● EXERCISE DETAILS
Copy out, from the data, each line containing the string "INSERT".

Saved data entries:

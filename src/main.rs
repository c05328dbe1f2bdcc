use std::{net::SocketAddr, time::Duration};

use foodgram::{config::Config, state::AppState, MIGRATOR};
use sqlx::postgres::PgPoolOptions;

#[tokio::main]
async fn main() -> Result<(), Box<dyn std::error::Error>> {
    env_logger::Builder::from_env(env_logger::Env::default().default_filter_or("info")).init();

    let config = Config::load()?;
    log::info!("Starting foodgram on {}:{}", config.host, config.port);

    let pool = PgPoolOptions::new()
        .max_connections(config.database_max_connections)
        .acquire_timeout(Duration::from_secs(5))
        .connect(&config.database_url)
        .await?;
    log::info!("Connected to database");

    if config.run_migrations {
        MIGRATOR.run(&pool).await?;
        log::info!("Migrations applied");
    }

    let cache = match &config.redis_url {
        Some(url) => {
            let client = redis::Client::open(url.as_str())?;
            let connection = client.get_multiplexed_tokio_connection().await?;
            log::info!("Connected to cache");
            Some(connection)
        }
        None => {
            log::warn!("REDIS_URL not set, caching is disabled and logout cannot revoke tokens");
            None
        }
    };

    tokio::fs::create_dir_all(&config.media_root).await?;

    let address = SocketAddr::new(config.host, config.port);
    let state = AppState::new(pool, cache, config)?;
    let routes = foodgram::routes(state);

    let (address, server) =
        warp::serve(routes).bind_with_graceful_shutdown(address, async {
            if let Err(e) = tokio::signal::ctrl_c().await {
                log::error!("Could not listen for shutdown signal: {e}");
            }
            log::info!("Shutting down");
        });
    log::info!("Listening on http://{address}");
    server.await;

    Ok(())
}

==

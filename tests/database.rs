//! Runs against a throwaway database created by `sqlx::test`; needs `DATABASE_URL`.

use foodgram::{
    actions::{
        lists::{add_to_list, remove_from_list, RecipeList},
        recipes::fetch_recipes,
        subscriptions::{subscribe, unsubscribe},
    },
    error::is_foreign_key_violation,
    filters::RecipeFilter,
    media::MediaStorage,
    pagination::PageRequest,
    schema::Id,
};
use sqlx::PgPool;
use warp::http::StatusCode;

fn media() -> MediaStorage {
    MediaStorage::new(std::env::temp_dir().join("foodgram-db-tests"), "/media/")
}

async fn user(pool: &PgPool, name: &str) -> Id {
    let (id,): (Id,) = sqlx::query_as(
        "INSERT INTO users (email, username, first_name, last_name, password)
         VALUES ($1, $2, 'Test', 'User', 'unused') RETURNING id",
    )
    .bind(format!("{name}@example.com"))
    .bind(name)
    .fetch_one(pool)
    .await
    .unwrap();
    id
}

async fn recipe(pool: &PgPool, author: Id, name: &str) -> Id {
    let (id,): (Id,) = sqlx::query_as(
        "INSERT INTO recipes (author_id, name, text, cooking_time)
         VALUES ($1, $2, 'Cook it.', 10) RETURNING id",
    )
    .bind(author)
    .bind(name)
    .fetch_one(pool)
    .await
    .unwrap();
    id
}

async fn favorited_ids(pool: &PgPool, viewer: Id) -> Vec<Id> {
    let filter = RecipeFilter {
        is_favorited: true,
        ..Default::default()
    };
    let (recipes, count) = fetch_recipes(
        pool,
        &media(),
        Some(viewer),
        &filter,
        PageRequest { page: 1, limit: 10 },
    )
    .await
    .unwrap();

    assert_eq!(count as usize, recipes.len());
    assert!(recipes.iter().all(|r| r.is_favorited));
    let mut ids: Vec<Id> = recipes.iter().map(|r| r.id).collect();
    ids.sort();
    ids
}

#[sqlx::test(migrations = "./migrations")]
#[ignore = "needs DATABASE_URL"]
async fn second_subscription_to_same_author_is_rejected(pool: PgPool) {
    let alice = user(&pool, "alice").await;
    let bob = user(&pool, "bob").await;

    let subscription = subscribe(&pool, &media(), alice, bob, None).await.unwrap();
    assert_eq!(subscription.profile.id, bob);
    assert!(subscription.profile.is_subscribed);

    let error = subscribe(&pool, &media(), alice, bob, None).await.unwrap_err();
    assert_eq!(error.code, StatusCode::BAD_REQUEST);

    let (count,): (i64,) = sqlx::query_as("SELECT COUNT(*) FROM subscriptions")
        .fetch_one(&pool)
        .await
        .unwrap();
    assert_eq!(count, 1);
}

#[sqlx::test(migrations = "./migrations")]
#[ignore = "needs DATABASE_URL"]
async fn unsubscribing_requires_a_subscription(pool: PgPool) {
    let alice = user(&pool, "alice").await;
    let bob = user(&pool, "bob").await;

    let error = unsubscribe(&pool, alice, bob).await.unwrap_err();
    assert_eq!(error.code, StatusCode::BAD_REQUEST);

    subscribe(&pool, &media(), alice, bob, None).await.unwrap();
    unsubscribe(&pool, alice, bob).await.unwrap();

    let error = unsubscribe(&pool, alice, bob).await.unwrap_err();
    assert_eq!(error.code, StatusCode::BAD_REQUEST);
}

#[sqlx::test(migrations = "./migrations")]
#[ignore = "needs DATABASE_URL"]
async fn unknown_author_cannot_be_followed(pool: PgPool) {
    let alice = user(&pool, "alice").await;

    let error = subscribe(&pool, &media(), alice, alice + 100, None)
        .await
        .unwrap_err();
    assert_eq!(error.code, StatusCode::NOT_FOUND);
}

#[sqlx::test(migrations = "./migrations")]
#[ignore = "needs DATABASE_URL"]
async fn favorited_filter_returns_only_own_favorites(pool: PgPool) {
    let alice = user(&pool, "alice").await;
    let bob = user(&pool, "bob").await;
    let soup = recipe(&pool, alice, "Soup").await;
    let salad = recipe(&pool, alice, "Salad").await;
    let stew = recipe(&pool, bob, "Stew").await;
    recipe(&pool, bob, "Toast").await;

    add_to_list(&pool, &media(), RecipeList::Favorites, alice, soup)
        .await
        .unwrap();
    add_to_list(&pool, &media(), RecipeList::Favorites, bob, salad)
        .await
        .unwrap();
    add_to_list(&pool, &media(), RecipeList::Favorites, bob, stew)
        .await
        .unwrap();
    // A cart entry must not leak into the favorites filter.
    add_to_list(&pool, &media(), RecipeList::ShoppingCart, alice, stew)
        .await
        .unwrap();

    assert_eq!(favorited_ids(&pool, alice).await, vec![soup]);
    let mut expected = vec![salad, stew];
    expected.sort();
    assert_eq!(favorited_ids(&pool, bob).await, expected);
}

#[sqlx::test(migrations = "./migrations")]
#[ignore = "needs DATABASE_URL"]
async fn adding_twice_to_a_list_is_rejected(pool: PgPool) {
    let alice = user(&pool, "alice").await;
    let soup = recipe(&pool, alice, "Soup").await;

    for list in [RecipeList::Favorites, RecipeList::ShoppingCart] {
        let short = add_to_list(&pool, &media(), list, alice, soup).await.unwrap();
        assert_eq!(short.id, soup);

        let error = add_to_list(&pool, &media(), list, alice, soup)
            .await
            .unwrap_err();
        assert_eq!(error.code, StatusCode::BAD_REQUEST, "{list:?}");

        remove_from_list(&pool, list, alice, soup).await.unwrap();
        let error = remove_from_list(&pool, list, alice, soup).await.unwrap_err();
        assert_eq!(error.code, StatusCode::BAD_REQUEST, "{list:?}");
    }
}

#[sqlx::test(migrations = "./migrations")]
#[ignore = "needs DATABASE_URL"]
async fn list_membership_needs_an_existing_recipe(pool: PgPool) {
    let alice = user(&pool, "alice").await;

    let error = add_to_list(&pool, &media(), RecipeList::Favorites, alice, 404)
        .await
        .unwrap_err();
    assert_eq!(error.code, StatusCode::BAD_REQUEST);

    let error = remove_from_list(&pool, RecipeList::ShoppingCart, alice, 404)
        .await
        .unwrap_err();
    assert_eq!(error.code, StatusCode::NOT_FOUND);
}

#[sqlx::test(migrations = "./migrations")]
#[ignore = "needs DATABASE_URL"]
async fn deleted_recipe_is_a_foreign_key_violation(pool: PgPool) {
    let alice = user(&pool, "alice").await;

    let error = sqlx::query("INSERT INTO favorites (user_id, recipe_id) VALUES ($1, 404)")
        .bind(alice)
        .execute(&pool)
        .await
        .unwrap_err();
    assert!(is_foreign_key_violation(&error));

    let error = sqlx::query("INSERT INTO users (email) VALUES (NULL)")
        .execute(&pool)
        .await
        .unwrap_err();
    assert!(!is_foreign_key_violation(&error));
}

● RESPONSE TO THE EXERCISE
        "INSERT INTO users (email, username, first_name, last_name, password)
        "INSERT INTO recipes (author_id, name, text, cooking_time)
    let error = sqlx::query("INSERT INTO favorites (user_id, recipe_id) VALUES ($1, 404)")
    let error = sqlx::query("INSERT INTO users (email) VALUES (NULL)")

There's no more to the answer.